I recently had the welcome opportunity to speak to students at the Heidelberg Institute of Global Health’s Jubilee Symposium. The topic was climate change, but these smart young scientists didn’t need any lessons from me about the perils of climate change or its dangerous impact on global health.

I spoke to them, instead, about the power of partnership. It’s a subject I’ve been thinking about a lot lately. While the COVID-19 pandemic has made visible the deep inequities and damaging silos that hamper public health responses in many countries, it has also encouraged and strengthened global partnerships — some of them surprising.

In the early months of COVID-19, we saw a flurry of research papers with authors from two or more countries. The greatest number came from two unlikely allies: China and the United States. Meanwhile, scientists from around the globe developed multiple vaccines at incredible speed. And international databases have allowed us to track outbreaks in every corner of the world.

At Harvard Chan, we’ve had the opportunity to launch several new, cross-disciplinary collaborations over the past few years to leverage the power of partnership.

Early in the pandemic, we brought together researchers, technology companies, and global policymakers to collect and interpret COVID-19 transmission data. That work has expanded into a platform called CrisisReady, designed to incorporate such data into local disaster planning around the world.

We’ve also established a Global Nursing Leadership Program in partnership with the African Union, the Africa CDC, the Harvard Kennedy School, and the Harvard Graduate School of Education. The goal: To train, empower and elevate the nursing and midwifery workforce worldwide.

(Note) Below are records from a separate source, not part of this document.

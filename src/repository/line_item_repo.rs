// ==========================================
// 工程报价系统 - 报价明细仓储
// ==========================================
// 职责: 管理 items_cotizacion 表
// 红线: precio_congelado 只在插入时写入，任何更新语句都不得触及
// ==========================================

use crate::domain::quotation::{LineItem, LineItemView};
use crate::repository::error::{RepositoryError, RepositoryResult};
use crate::repository::parse_timestamp;
use rusqlite::{params, Connection};
use std::sync::{Arc, Mutex};

// ==========================================
// LineItemRepository - 报价明细仓储
// ==========================================
pub struct LineItemRepository {
    conn: Arc<Mutex<Connection>>,
}

impl LineItemRepository {
    pub fn new(conn: Arc<Mutex<Connection>>) -> Self {
        Self { conn }
    }

    fn get_conn(&self) -> RepositoryResult<std::sync::MutexGuard<Connection>> {
        self.conn
            .lock()
            .map_err(|e| RepositoryError::LockError(e.to_string()))
    }

    /// 插入明细（冻结价随记录一并写入）
    ///
    /// # 返回
    /// - `Ok(id)`: 明细 id
    /// - `Err(ForeignKeyViolation)`: 报价单或材料不存在
    pub fn insert(&self, item: &LineItem) -> RepositoryResult<String> {
        let conn = self.get_conn()?;

        conn.execute(
            r#"INSERT INTO items_cotizacion (
                id, cotizacion_id, material_id, cantidad, precio_congelado, created_at
            ) VALUES (?1, ?2, ?3, ?4, ?5, ?6)"#,
            params![
                item.id,
                item.cotizacion_id,
                item.material_id,
                item.cantidad,
                item.precio_congelado,
                item.created_at.to_rfc3339(),
            ],
        )?;

        Ok(item.id.clone())
    }

    /// 按 id 查询明细
    pub fn find_by_id(&self, id: &str) -> RepositoryResult<Option<LineItem>> {
        let conn = self.get_conn()?;

        match conn.query_row(
            r#"SELECT id, cotizacion_id, material_id, cantidad, precio_congelado, created_at
               FROM items_cotizacion
               WHERE id = ?1"#,
            params![id],
            map_line_item_row,
        ) {
            Ok(item) => Ok(Some(item)),
            Err(rusqlite::Error::QueryReturnedNoRows) => Ok(None),
            Err(e) => Err(e.into()),
        }
    }

    /// 查询报价单的全部明细（JOIN 材料展示字段），按加入顺序
    pub fn list_for_quotation(&self, cotizacion_id: &str) -> RepositoryResult<Vec<LineItemView>> {
        let conn = self.get_conn()?;
        let mut stmt = conn.prepare(
            r#"SELECT i.id, i.cotizacion_id, i.material_id, i.cantidad, i.precio_congelado, i.created_at,
                      m.nombre, m.marca, m.unidad, m.codigo_1
               FROM items_cotizacion i
               JOIN materiales m ON m.id = i.material_id
               WHERE i.cotizacion_id = ?1
               ORDER BY i.rowid"#,
        )?;

        let views = stmt
            .query_map(params![cotizacion_id], |row| {
                Ok(LineItemView {
                    item: map_line_item_row(row)?,
                    nombre: row.get(6)?,
                    marca: row.get(7)?,
                    unidad: row.get(8)?,
                    codigo_1: row.get(9)?,
                })
            })?
            .collect::<Result<Vec<LineItemView>, _>>()?;

        Ok(views)
    }

    /// 修改数量（唯一允许的原地更新）
    pub fn update_quantity(&self, id: &str, cantidad: f64) -> RepositoryResult<()> {
        let conn = self.get_conn()?;
        let affected = conn.execute(
            "UPDATE items_cotizacion SET cantidad = ?1 WHERE id = ?2",
            params![cantidad, id],
        )?;

        if affected == 0 {
            return Err(RepositoryError::not_found("LineItem", id));
        }
        Ok(())
    }

    /// 删除单条明细
    pub fn delete(&self, id: &str) -> RepositoryResult<()> {
        let conn = self.get_conn()?;
        let affected = conn.execute("DELETE FROM items_cotizacion WHERE id = ?1", params![id])?;

        if affected == 0 {
            return Err(RepositoryError::not_found("LineItem", id));
        }
        Ok(())
    }
}

/// 映射数据库行到 LineItem（前 6 列）
fn map_line_item_row(row: &rusqlite::Row) -> rusqlite::Result<LineItem> {
    Ok(LineItem {
        id: row.get(0)?,
        cotizacion_id: row.get(1)?,
        material_id: row.get(2)?,
        cantidad: row.get(3)?,
        precio_congelado: row.get(4)?,
        created_at: parse_timestamp(row, 5)?,
    })
}
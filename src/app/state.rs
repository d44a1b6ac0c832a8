// ==========================================
// 工程报价系统 - 应用状态
// ==========================================
// 职责: 管理应用级别的共享连接和API实例
// ==========================================

use rusqlite::Connection;
use std::path::PathBuf;
use std::sync::{Arc, Mutex};

use crate::api::{CatalogApi, ImportApi, QuotationApi};
use crate::config::{ConfigManager, PricingConfigReader};
use crate::db::{init_schema, open_sqlite_connection};
use crate::engine::MarginCascadeCalculator;
use crate::importer::{ColumnSynonymResolver, MaterialImporterImpl};
use crate::repository::{LineItemRepository, MaterialRepository, QuotationRepository};

/// 数据库路径环境变量
pub const DB_PATH_ENV: &str = "COTIZADOR_DB";

/// 应用状态
///
/// 包含所有API实例和共享资源
pub struct AppState {
    /// 数据库路径
    pub db_path: String,

    /// 材料目录API
    pub catalog_api: Arc<CatalogApi>,

    /// 报价单API
    pub quotation_api: Arc<QuotationApi>,

    /// 目录导入API
    pub import_api: Arc<ImportApi>,

    /// 配置管理器
    pub config_manager: Arc<ConfigManager>,
}

impl AppState {
    /// 创建新的AppState实例
    ///
    /// # 说明
    /// 该方法会：
    /// 1. 打开共享连接并幂等建表
    /// 2. 从 config_kv 读取默认利润率与列名同义词
    /// 3. 创建所有API实例
    pub fn new(db_path: String) -> Result<Self, String> {
        tracing::info!("初始化AppState，数据库路径: {}", db_path);

        let conn =
            open_sqlite_connection(&db_path).map_err(|e| format!("无法打开数据库: {}", e))?;
        init_schema(&conn).map_err(|e| format!("数据库初始化失败: {}", e))?;

        Self::from_connection(db_path, Arc::new(Mutex::new(conn)))
    }

    /// 从已初始化的共享连接构造，计价配置取自 config_kv
    pub fn from_connection(db_path: String, conn: Arc<Mutex<Connection>>) -> Result<Self, String> {
        let config_manager = Arc::new(ConfigManager::from_connection(conn.clone()));
        Self::with_pricing_config(db_path, conn, config_manager.clone(), config_manager.as_ref())
    }

    /// 使用指定的计价配置来源构造（测试与嵌入场景）
    pub fn with_pricing_config(
        db_path: String,
        conn: Arc<Mutex<Connection>>,
        config_manager: Arc<ConfigManager>,
        pricing: &dyn PricingConfigReader,
    ) -> Result<Self, String> {
        // ==========================================
        // 配置
        // ==========================================
        let margins = pricing
            .get_margin_defaults()
            .map_err(|e| format!("读取默认利润率失败: {}", e))?;
        let synonyms = pricing
            .get_column_synonyms()
            .map_err(|e| format!("读取列名同义词失败: {}", e))?;
        tracing::debug!(?margins, "默认利润率已加载");

        // ==========================================
        // Repository层
        // ==========================================
        let material_repo = Arc::new(MaterialRepository::from_connection(conn.clone()));
        let quotation_repo = Arc::new(QuotationRepository::new(conn.clone()));
        let line_item_repo = Arc::new(LineItemRepository::new(conn));

        // ==========================================
        // API层
        // ==========================================
        let catalog_api = Arc::new(CatalogApi::new(material_repo.clone()));
        let quotation_api = Arc::new(QuotationApi::new(
            quotation_repo,
            line_item_repo,
            material_repo.clone(),
            MarginCascadeCalculator::new(margins),
        ));
        let importer = MaterialImporterImpl::with_resolver(
            material_repo,
            Box::new(ColumnSynonymResolver::new(synonyms)),
        );
        let import_api = Arc::new(ImportApi::new(importer));

        tracing::info!("AppState初始化完成");

        Ok(Self {
            db_path,
            catalog_api,
            quotation_api,
            import_api,
            config_manager,
        })
    }
}

/// 默认数据库路径
///
/// 优先级: COTIZADOR_DB 环境变量 > 用户数据目录/cotizador/cotizador.db > ./cotizador.db
pub fn get_default_db_path() -> String {
    if let Ok(path) = std::env::var(DB_PATH_ENV) {
        let trimmed = path.trim();
        if !trimmed.is_empty() {
            return trimmed.to_string();
        }
    }

    let mut path = PathBuf::from("./cotizador.db");

    if let Some(data_dir) = dirs::data_dir() {
        let dir = data_dir.join("cotizador");
        // 目录创建失败时回退到当前目录
        if std::fs::create_dir_all(&dir).is_ok() {
            path = dir.join("cotizador.db");
        }
    }

    path.to_string_lossy().to_string()
}
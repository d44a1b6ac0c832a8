// ==========================================
// 工程报价系统 - 列名同义词解析器
// ==========================================
// 职责: 原始行（表头 → 文本）→ 候选材料
// 规则: 每个标准字段按同义词顺序取第一个存在且非空的列
//       名称与内部价缺一即跳过；缺省值 品牌=Genérico 单位=C/u 标价=0
// ==========================================

use crate::config::ColumnSynonyms;
use crate::domain::import::{RowResolution, SkipReason};
use crate::domain::material::{NewMaterial, DEFAULT_BRAND, DEFAULT_UNIT};
use crate::importer::error::{ImportError, ImportResult};
use crate::importer::material_importer_trait::{RawRow, RowResolver};

#[derive(Debug, Clone, Default)]
pub struct ColumnSynonymResolver {
    synonyms: ColumnSynonyms,
}

impl ColumnSynonymResolver {
    pub fn new(synonyms: ColumnSynonyms) -> Self {
        Self { synonyms }
    }

    pub fn synonyms(&self) -> &ColumnSynonyms {
        &self.synonyms
    }
}

impl RowResolver for ColumnSynonymResolver {
    fn resolve_row(&self, row: &RawRow, row_number: usize) -> ImportResult<RowResolution> {
        resolve_import_row(row, row_number, &self.synonyms)
    }
}

/// 解析单行（纯函数）
///
/// 数值列存在但无法解析时返回 TypeConversionError，由调用方记为行级失败
pub fn resolve_import_row(
    row: &RawRow,
    row_number: usize,
    synonyms: &ColumnSynonyms,
) -> ImportResult<RowResolution> {
    let nombre = first_present(row, &synonyms.nombre);
    let precio = first_present(row, &synonyms.valor_int);

    let (nombre, precio) = match (nombre, precio) {
        (Some(n), Some(p)) => (n, p),
        (None, None) => return Ok(RowResolution::Skip(SkipReason::MissingNameAndPrice)),
        (None, Some(_)) => return Ok(RowResolution::Skip(SkipReason::MissingName)),
        (Some(_), None) => return Ok(RowResolution::Skip(SkipReason::MissingPrice)),
    };

    let valor_int = parse_amount(precio, "valor_int", row_number)?;
    let valor_normal = match first_present(row, &synonyms.valor_normal) {
        Some(raw) => parse_amount(raw, "valor_normal", row_number)?,
        None => 0.0,
    };

    Ok(RowResolution::Accept(NewMaterial {
        nombre: nombre.to_string(),
        marca: first_present(row, &synonyms.marca)
            .unwrap_or(DEFAULT_BRAND)
            .to_string(),
        codigo_1: first_present(row, &synonyms.codigo_1).map(str::to_string),
        codigo_2: first_present(row, &synonyms.codigo_2).map(str::to_string),
        unidad: first_present(row, &synonyms.unidad)
            .unwrap_or(DEFAULT_UNIT)
            .to_string(),
        valor_int,
        valor_normal,
    }))
}

/// 按同义词顺序取第一个存在且去空白后非空的值
fn first_present<'a>(row: &'a RawRow, candidates: &[String]) -> Option<&'a str> {
    candidates
        .iter()
        .filter_map(|key| row.get(key))
        .map(|v| v.trim())
        .find(|v| !v.is_empty())
}

fn parse_amount(raw: &str, field: &str, row_number: usize) -> ImportResult<f64> {
    match raw.parse::<f64>() {
        Ok(v) if v.is_finite() => Ok(v),
        _ => Err(ImportError::TypeConversionError {
            row: row_number,
            field: field.to_string(),
            message: format!("无法解析为数值: {}", raw),
        }),
    }
}
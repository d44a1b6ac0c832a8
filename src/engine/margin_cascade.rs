// ==========================================
// 工程报价系统 - 三级利润率计算引擎
// ==========================================
// 输入: 报价单参数 + 明细冻结价
// 输出: 成本 / 售价 / 利润汇总
// ==========================================
// 计算顺序（固定，不可调换）:
// 1. 材料直接成本 = Σ 冻结价 × 数量
// 2. 人工直接成本 = 日单价 × 天数 × 人数
// 3. 材料售价 = 材料成本 × (1 + 材料利润率/100)
// 4. 人工售价 = 人工成本 × (1 + 人工利润率/100)
// 5. 净小计 = 材料售价 + 人工售价
// 6. 总价 = 净小计 × (1 + 总体利润率/100)   ← 在已加价小计上再加价
// 7. 实现利润 = 总价 − (材料成本 + 人工成本)
// ==========================================

use crate::config::MarginDefaults;
use crate::domain::quotation::{LineItem, Quotation};
use crate::domain::summary::{AppliedMargins, QuotationSummary};

// ==========================================
// CascadeBreakdown - 未取整的中间计算链
// ==========================================
#[derive(Debug, Clone, Copy, PartialEq)]
pub struct CascadeBreakdown {
    pub direct_materials_cost: f64,
    pub direct_labor_cost: f64,
    pub sale_materials: f64,
    pub sale_labor: f64,
    pub net_subtotal: f64,
    pub final_total: f64,
    pub realized_profit: f64,
    pub margins: AppliedMargins,
    pub line_count: usize,
}

impl CascadeBreakdown {
    /// 转为展示口径（金额四舍五入到整数，利润率原样回显）
    pub fn to_summary(&self) -> QuotationSummary {
        QuotationSummary {
            cost_materials: round_currency(self.direct_materials_cost),
            cost_labor: round_currency(self.direct_labor_cost),
            sale_materials: round_currency(self.sale_materials),
            sale_labor: round_currency(self.sale_labor),
            net_subtotal: round_currency(self.net_subtotal),
            final_total: round_currency(self.final_total),
            realized_profit: round_currency(self.realized_profit),
            margins: self.margins,
            line_count: self.line_count,
        }
    }
}

// ==========================================
// MarginCascadeCalculator - 利润率级联计算器
// ==========================================
// 红线: 无状态纯函数，同样输入得到同样输出
#[derive(Debug, Clone, Default)]
pub struct MarginCascadeCalculator {
    defaults: MarginDefaults,
}

impl MarginCascadeCalculator {
    /// 创建计算器
    ///
    /// # 参数
    /// - defaults: 报价单利润率为空时使用的默认值
    pub fn new(defaults: MarginDefaults) -> Self {
        Self { defaults }
    }

    pub fn defaults(&self) -> MarginDefaults {
        self.defaults
    }

    /// 解析实际使用的利润率（空值回退到默认值）
    pub fn resolve_margins(&self, quotation: &Quotation) -> AppliedMargins {
        AppliedMargins {
            materials: quotation.margen_materiales.unwrap_or(self.defaults.materials),
            labor: quotation.margen_mo.unwrap_or(self.defaults.labor),
            general: quotation.margen_general.unwrap_or(self.defaults.general),
        }
    }

    /// 计算完整的未取整计算链
    pub fn compute_breakdown(&self, quotation: &Quotation, line_items: &[LineItem]) -> CascadeBreakdown {
        let margins = self.resolve_margins(quotation);

        let direct_materials_cost: f64 = line_items.iter().map(LineItem::direct_cost).sum();
        let direct_labor_cost =
            quotation.valor_dia_mo * quotation.dias_trabajados * quotation.cantidad_personas;

        let sale_materials = apply_margin(direct_materials_cost, margins.materials);
        let sale_labor = apply_margin(direct_labor_cost, margins.labor);
        let net_subtotal = sale_materials + sale_labor;
        let final_total = apply_margin(net_subtotal, margins.general);
        let realized_profit = final_total - (direct_materials_cost + direct_labor_cost);

        CascadeBreakdown {
            direct_materials_cost,
            direct_labor_cost,
            sale_materials,
            sale_labor,
            net_subtotal,
            final_total,
            realized_profit,
            margins,
            line_count: line_items.len(),
        }
    }

    /// 计算报价汇总（展示口径）
    pub fn compute_summary(&self, quotation: &Quotation, line_items: &[LineItem]) -> QuotationSummary {
        self.compute_breakdown(quotation, line_items).to_summary()
    }
}

/// 以内置默认利润率（18/25/20）计算报价汇总
pub fn compute_summary(quotation: &Quotation, line_items: &[LineItem]) -> QuotationSummary {
    MarginCascadeCalculator::default().compute_summary(quotation, line_items)
}

/// 在金额上加百分比利润率
fn apply_margin(amount: f64, margin_pct: f64) -> f64 {
    amount * (1.0 + margin_pct / 100.0)
}

/// 四舍五入到整数货币单位（.5 远离零）
///
/// 超出 i64 范围（含 ±inf）时饱和为 `i64::MAX` / `i64::MIN`，NaN 记为 0。
/// 展示值只在这一步取整，内部金额保持 f64。
pub fn round_currency(value: f64) -> i64 {
    value.round() as i64
}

And we recently launched a partnership with the new Vanke School of Public Health at Tsinghua University in Beijing. Our schools will share research findings in infectious diseases and work together to tackle global challenges like antimicrobial resistance and climate change. And students from both schools will be involved in field research in the U.S. and China.

Imagine what would be possible if we could scale that kind of knowledge sharing, innovating, and local capacity-building across the globe.

That’s exactly what our next generation of public health leaders must do.

To do this well requires us to seek out not only well-established international partners, but also emerging ones. To invest in places that have traditionally been ignored—or worse, places that are too often thought of as the source of the problem rather than as part of the solution.

Because in this globalized world, a handful of rich countries cannot be the only ones with the equipment, resources, and agency to sequence viruses or manufacture vaccines or make new discoveries.

The global scientific community must be exactly that—global.

That kind of sea change in how we approach public health will be up to today’s students, our next generation of leaders.

It’s up to all of you—in Boston, in Heidelberg, and around the globe—to make sure the lessons from this pandemic aren’t quickly forgotten. That your work isn’t confined to disciplines or sectors or borders. That you seek out and invest in ideas from all over the world, even in places where the conventional wisdom suggests you’re least likely to find them.

What we do—and whether we do it together—will set the course for human health for the next century.